The vertebrate liver and heart arise from adjacent cell layers in the anterior lateral (AL) endoderm and mesoderm of late gastrula embryos, and the earliest stages of liver and heart development are interrelated through reciprocal tissue interactions. Although classical embryological studies performed several decades ago in chick and quail defined the timing of hepatogenic induction in birds and the important role for cardiogenic mesoderm in this process, almost nothing is known about the molecular aspects of avian liver development. Here we use in vivo and explantation assays to investigate tissue interactions and signaling pathways regulating Hex, a homeobox gene required for liver development, and the earliest stages of hepatogenesis in the chick embryo.

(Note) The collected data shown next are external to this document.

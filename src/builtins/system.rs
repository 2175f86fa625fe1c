//! System builtins: error and assert in the core table; exit and time in
//! the `sys` group; random and seed in the `random` group.

use super::{as_num, as_str, BuiltinFunc, Registry, TypeSpec};
use crate::error::{ErrorKind, NumFuError};
use crate::interpreter::Interpreter;
use crate::number::Number;
use crate::value::Value;

/// `error(msg[, name])` raises a user error, optionally renamed.
fn user_error(_interp: &mut Interpreter, args: &[Value]) -> Result<Value, NumFuError> {
    let message = as_str(&args[0])?.to_string();
    let name = match args.get(1) {
        Some(v) => Some(as_str(v)?.to_string()),
        None => None,
    };
    Err(NumFuError::new(ErrorKind::Runtime, message).with_name(name))
}

/// `assert(cond[, value])`: on success returns `value` (or true), on
/// failure raises AssertionError.
fn assert_cond(_interp: &mut Interpreter, args: &[Value]) -> Result<Value, NumFuError> {
    if !args[0].truthy() {
        return Err(NumFuError::new(ErrorKind::Assertion, ""));
    }
    Ok(match args.get(1) {
        Some(v) => v.clone(),
        None => Value::Bool(true),
    })
}

fn exit(_interp: &mut Interpreter, args: &[Value]) -> Result<Value, NumFuError> {
    let code = match args.first() {
        Some(v) => as_num(v)?.to_i64().unwrap_or(0),
        None => 0,
    };
    Err(NumFuError::new(ErrorKind::Exit, code.to_string()))
}

fn time(_interp: &mut Interpreter, _args: &[Value]) -> Result<Value, NumFuError> {
    let now = std::time::SystemTime::now()
        .duration_since(std::time::UNIX_EPOCH)
        .unwrap_or_default();
    let text = format!("{}.{:06}", now.as_secs(), now.subsec_micros());
    Ok(Value::Number(
        Number::parse(&text).unwrap_or_else(Number::zero),
    ))
}

fn random(interp: &mut Interpreter, _args: &[Value]) -> Result<Value, NumFuError> {
    Ok(Value::Number(interp.next_random()))
}

fn seed(interp: &mut Interpreter, args: &[Value]) -> Result<Value, NumFuError> {
    match &args[0] {
        Value::Str(s) => interp.seed_from_text(s),
        v => {
            let n = as_num(v)?;
            interp.seed_from_text(&n.to_string_prec(interp.precision));
        }
    }
    Ok(Value::Bool(true))
}

pub fn register(reg: &mut Registry) {
    reg.core(
        BuiltinFunc::new("error")
            .add(vec![TypeSpec::Str], user_error)
            .add(vec![TypeSpec::Str, TypeSpec::Str], user_error),
    );
    reg.core(
        BuiltinFunc::new("assert")
            .eval_lists()
            .add(vec![TypeSpec::Bool], assert_cond)
            .add(vec![TypeSpec::Bool, TypeSpec::Any], assert_cond),
    );
    reg.group(
        "sys",
        BuiltinFunc::new("exit")
            .add(vec![], exit)
            .add(vec![TypeSpec::Number], exit),
    );
    reg.group("sys", BuiltinFunc::new("time").add(vec![], time));
    reg.group("random", BuiltinFunc::new("random").add(vec![], random));
    reg.group(
        "random",
        BuiltinFunc::new("seed").add(
            vec![TypeSpec::union(vec![TypeSpec::Number, TypeSpec::Str])],
            seed,
        ),
    );
}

We find that explants of late gastrula anterior lateral endoderm plus mesoderm, which have been used extensively for studies relating to heart development, also produce albumin-expressing hepatoblasts. Expression of Hex, the earliest known molecular marker for the hepatogenic endoderm, and albumin, indicative of early committed hepatoblasts, requires both autocrine Bmp signaling and a specific paracrine signal from the cardiogenic (anterior lateral) mesoderm. Endodermal expression of Fox2a, in contrast, requires the mesoderm but is independent of Bmp signaling. In vivo induction assays show that the ability of BMP2 to activate Hex expression in the endoderm is restricted to a region that is only slightly larger than the endogenous domain of Hex expression. Although Fgfs can substitute for the cardiogenic mesoderm to support the expression of Hex and albumin in the endoderm, several Fgf genes are expressed in the anterior lateral endoderm but an Fgf expressed predominantly in the mesoderm was not identified. Studies also showed that Fgf gene expression in the endoderm does not require a signal from the mesoderm. Mechanisms regulating endodermal signaling pathways activated by Fgfs may therefore be more complex than previously appreciated.